Stored items:
================================

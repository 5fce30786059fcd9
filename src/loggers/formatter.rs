//! # Formatter Contract
//!
//! A formatter turns a [`Record`] into bytes appended to a buffer. When it
//! returns an error the record is dropped: no hook fires and nothing is
//! written. The library adds no line terminator of its own, so line-oriented
//! formatters append exactly one `\n`.

use std::sync::Arc;

use crate::core::error::LogError;
use crate::loggers::level::Level;
use crate::loggers::record::Record;
use crate::writers::SharedWriter;

/// Renders records.
pub trait Formatter: Send + Sync {
    fn format(&self, record: &Record, buf: &mut Vec<u8>) -> Result<(), LogError>;
}

/// A formatter that also picks the destination for each record.
///
/// Returning `Ok(None)` keeps the normal writer selection (per-level
/// override, then the default writer).
pub trait FormatOutput: Send + Sync {
    fn format_output(
        &self,
        record: &Record,
        buf: &mut Vec<u8>,
    ) -> Result<Option<SharedWriter>, LogError>;
}

/// Adapts a closure into a [`Formatter`].
pub struct FormatterFn<F>(pub F);

impl<F> Formatter for FormatterFn<F>
where
    F: Fn(&Record, &mut Vec<u8>) -> Result<(), LogError> + Send + Sync,
{
    fn format(&self, record: &Record, buf: &mut Vec<u8>) -> Result<(), LogError> {
        (self.0)(record, buf)
    }
}

/// Adapts a closure into a [`FormatOutput`].
pub struct FormatOutputFn<F>(pub F);

impl<F> FormatOutput for FormatOutputFn<F>
where
    F: Fn(&Record, &mut Vec<u8>) -> Result<Option<SharedWriter>, LogError> + Send + Sync,
{
    fn format_output(
        &self,
        record: &Record,
        buf: &mut Vec<u8>,
    ) -> Result<Option<SharedWriter>, LogError> {
        (self.0)(record, buf)
    }
}

/// Routes one formatter's output to a writer chosen by level.
///
/// Levels without an entry fall back to the logger's normal selection.
pub struct LevelRouter {
    formatter: Arc<dyn Formatter>,
    routes: Vec<(Level, SharedWriter)>,
}

impl LevelRouter {
    pub fn new(formatter: Arc<dyn Formatter>) -> Self {
        Self {
            formatter,
            routes: Vec::new(),
        }
    }

    pub fn route(mut self, level: Level, writer: SharedWriter) -> Self {
        self.routes.retain(|(l, _)| *l != level);
        self.routes.push((level, writer));
        self
    }
}

impl FormatOutput for LevelRouter {
    fn format_output(
        &self,
        record: &Record,
        buf: &mut Vec<u8>,
    ) -> Result<Option<SharedWriter>, LogError> {
        self.formatter.format(record, buf)?;
        Ok(self
            .routes
            .iter()
            .find(|(l, _)| *l == record.level())
            .map(|(_, w)| w.clone()))
    }
}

================================

_Instructions to follow:_ Scan the records above for the string "Result", then copy each line where it turns up.

_Response:_
    fn format(&self, record: &Record, buf: &mut Vec<u8>) -> Result<(), LogError>;
    ) -> Result<Option<SharedWriter>, LogError>;
    F: Fn(&Record, &mut Vec<u8>) -> Result<(), LogError> + Send + Sync,
    fn format(&self, record: &Record, buf: &mut Vec<u8>) -> Result<(), LogError> {
    F: Fn(&Record, &mut Vec<u8>) -> Result<Option<SharedWriter>, LogError> + Send + Sync,
    ) -> Result<Option<SharedWriter>, LogError> {
    ) -> Result<Option<SharedWriter>, LogError> {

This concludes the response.